[Provided records — start]

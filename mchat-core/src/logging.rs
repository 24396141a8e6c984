//! Logging bootstrap
//!
//! Builds a `tracing` subscriber from [`LoggingConfig`]. `RUST_LOG`, when set,
//! replaces the configured level.

use serde::{Deserialize, Serialize};
use std::io;
use std::sync::Arc;
use tracing_subscriber::{
    fmt::{self, format::FmtSpan, writer::BoxMakeWriter},
    layer::SubscriberExt,
    util::SubscriberInitExt,
    EnvFilter,
};

/// Logging configuration
#[derive(Debug, Clone, Serialize, Deserialize)]
#[serde(default)]
pub struct LoggingConfig {
    /// Log level (trace, debug, info, warn, error)
    pub level: String,
    /// Output format
    pub format: LogFormat,
    /// Whether to include file and line information
    pub include_location: bool,
    /// Emit a line with timings whenever an instrumented span closes
    pub log_span_timings: bool,
    /// Append to this file instead of writing to stdout
    #[serde(skip_serializing_if = "Option::is_none")]
    pub log_file_path: Option<String>,
    /// Extra filter directives, e.g. `tower_http=debug`. Ignored when
    /// `RUST_LOG` is set.
    pub filter_directives: Vec<String>,
}

#[derive(Debug, Clone, Copy, PartialEq, Eq, Serialize, Deserialize)]
pub enum LogFormat {
    Json,
    Pretty,
    Compact,
}

impl Default for LoggingConfig {
    fn default() -> Self {
        Self {
            level: "info".to_string(),
            format: LogFormat::Compact,
            include_location: false,
            log_span_timings: false,
            log_file_path: None,
            filter_directives: Vec::new(),
        }
    }
}

impl LoggingConfig {
    /// Same config with a different base level
    pub fn with_level(mut self, level: impl Into<String>) -> Self {
        self.level = level.into();
        self
    }
}

/// Build the level filter.
///
/// A parseable `rust_log` replaces the configuration entirely. Otherwise the
/// configured level applies, refined by `filter_directives`.
pub fn build_filter(
    config: &LoggingConfig,
    rust_log: Option<&str>,
) -> Result<EnvFilter, Box<dyn std::error::Error + Send + Sync>> {
    if let Some(filter) = rust_log.and_then(|value| EnvFilter::try_new(value).ok()) {
        return Ok(filter);
    }

    let mut filter = EnvFilter::try_new(&config.level)?;
    for directive in &config.filter_directives {
        filter = filter.add_directive(directive.parse()?);
    }

    Ok(filter)
}

/// Initialize the global subscriber.
///
/// Fails if the level or a directive does not parse, the log file cannot be
/// opened, or a global subscriber is already installed.
pub fn init_logging(
    config: &LoggingConfig,
) -> Result<(), Box<dyn std::error::Error + Send + Sync>> {
    let rust_log = std::env::var(EnvFilter::DEFAULT_ENV).ok();
    let filter = build_filter(config, rust_log.as_deref())?;

    let writer = match &config.log_file_path {
        Some(path) => {
            let file = std::fs::OpenOptions::new()
                .create(true)
                .append(true)
                .open(path)?;
            BoxMakeWriter::new(Arc::new(file))
        }
        None => BoxMakeWriter::new(io::stdout),
    };

    let fmt_layer = fmt::layer()
        .with_span_events(if config.log_span_timings {
            FmtSpan::CLOSE
        } else {
            FmtSpan::NONE
        })
        .with_file(config.include_location)
        .with_line_number(config.include_location)
        .with_ansi(config.log_file_path.is_none())
        .with_writer(writer);

    let registry = tracing_subscriber::registry().with(filter);

    match config.format {
        LogFormat::Json => registry.with(fmt_layer.json()).try_init()?,
        LogFormat::Pretty => registry.with(fmt_layer.pretty()).try_init()?,
        LogFormat::Compact => registry.with(fmt_layer.compact()).try_init()?,
    }

    Ok(())
}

[Provided records — finish]

**Exercise description**
Copy only this part of the entries above: the line with "info, warn, error)", the line with "impl Default for", and the lines between, all exactly as written.

**Response below**
    /// Log level (trace, debug, info, warn, error)
    pub level: String,
    /// Output format
    pub format: LogFormat,
    /// Whether to include file and line information
    pub include_location: bool,
    /// Emit a line with timings whenever an instrumented span closes
    pub log_span_timings: bool,
    /// Append to this file instead of writing to stdout
    #[serde(skip_serializing_if = "Option::is_none")]
    pub log_file_path: Option<String>,
    /// Extra filter directives, e.g. `tower_http=debug`. Ignored when
    /// `RUST_LOG` is set.
    pub filter_directives: Vec<String>,
}

#[derive(Debug, Clone, Copy, PartialEq, Eq, Serialize, Deserialize)]
pub enum LogFormat {
    Json,
    Pretty,
    Compact,
}

impl Default for LoggingConfig {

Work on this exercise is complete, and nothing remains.